Gram-negative bacteria, such as Escherichia coli, have an asymmetric outer membrane (OM) with an outer leaflet rich in lipopolysaccharide (LPS). LPS is a large lipid essential for survival in Gram-negative bacteria and a major factor in the protection of bacteria from adverse environmental stresses. LPS is transported across the inner membrane by MsbA and through the periplasm to the outer leaflet of the OM by the LPS transport (Lpt) proteins LptA, LptC, LptDE, and LptFGB2, the majority of which are essential to Gram-negative bacterial survival. LptA is a periplasmic protein that has been shown to form concentration dependent oligomers that stack end-to-end.
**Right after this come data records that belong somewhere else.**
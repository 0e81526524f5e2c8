// SPDX-License-Identifier: BUSL-1.1
// Copyright (c) 2026 Alfred Jean LLC

use super::*;
use serial_test::serial;

#[test]
fn defaults_are_populated() {
    let config = Config::default();
    assert_eq!(config.validate.timeout_seconds, 60);
    assert_eq!(config.drift.min_edits, 2);
    assert!(config.observe.enabled);
}

#[test]
fn partial_json_keeps_other_defaults() {
    let mut config = Config::default();
    config.merge_json(r#"{"compact": {"threshold": 3, "reminderInterval": 2}}"#);
    assert_eq!(config.compact.threshold, 3);
    assert_eq!(config.compact.reminder_interval, 2);
}

#[test]
fn successive_layers_compose_instead_of_replacing() {
    let mut config = Config::default();
    config.merge_json(r#"{"compact": {"threshold": 3}}"#);
    config.merge_json(r#"{"notify": {"audio": {"enabled": false}}}"#);
    // The second layer only mentions `notify.audio`; the first layer's
    // `compact.threshold` must still be set, not reset to its default.
    assert_eq!(config.compact.threshold, 3);
    assert!(!config.notify.audio.enabled);
}

#[test]
fn same_object_later_field_does_not_stomp_sibling_field() {
    let mut config = Config::default();
    config.merge_json(r#"{"notify": {"quietHours": {"start": "22:00"}}}"#);
    config.merge_json(r#"{"notify": {"quietHours": {"end": "06:00"}}}"#);
    assert_eq!(config.notify.quiet_hours.start, "22:00");
    assert_eq!(config.notify.quiet_hours.end, "06:00");
}

#[test]
fn malformed_json_is_ignored() {
    let mut config = Config::default();
    let before = config.clone();
    config.merge_json("{not json");
    assert_eq!(config, before);
}

#[test]
#[serial]
fn env_override_wins_over_defaults() {
    std::env::set_var("COMPACT_THRESHOLD", "7");
    let mut config = Config::default();
    config.apply_env();
    std::env::remove_var("COMPACT_THRESHOLD");
    assert_eq!(config.compact.threshold, 7);
}

#[test]
#[serial]
fn malformed_env_value_leaves_prior_value() {
    std::env::set_var("COMPACT_THRESHOLD", "not-a-number");
    let mut config = Config::default();
    config.apply_env();
    std::env::remove_var("COMPACT_THRESHOLD");
    assert_eq!(config.compact.threshold, 0);
}

#[test]
#[serial]
fn bool_env_accepts_0_and_1() {
    std::env::set_var("DRIFT_ENABLED", "0");
    let mut config = Config::default();
    config.apply_env();
    assert!(!config.drift.enabled);

    std::env::set_var("DRIFT_ENABLED", "1");
    config.apply_env();
    std::env::remove_var("DRIFT_ENABLED");
    assert!(config.drift.enabled);
}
The LptA protein fold is speculated to bind the LPS acyl chains in the central pocket of the protein, to protect the hydrophobic region as the molecule crosses the soluble periplasm. In the studies presented here, the binding of LPS at individual sites throughout the LptA protein is characterized using site-directed spin labeling (SDSL) electron paramagnetic resonance (EPR) spectroscopy. To determine the location of LPS binding on LptA, fifteen positions located in and around the hypothesized LPS binding pocket on LptA were mutated to cysteine, purified, spin labeled at the unique introduced cysteine, and tested for mobility changes due to the presence of excess exogenous LPS. Our data suggest a 1:1 ratio for the LPS:LptA complex and an affinity gradient from one end of the protein to the other based on Bmax and Kd values quantitatively determined by EPR spectroscopy.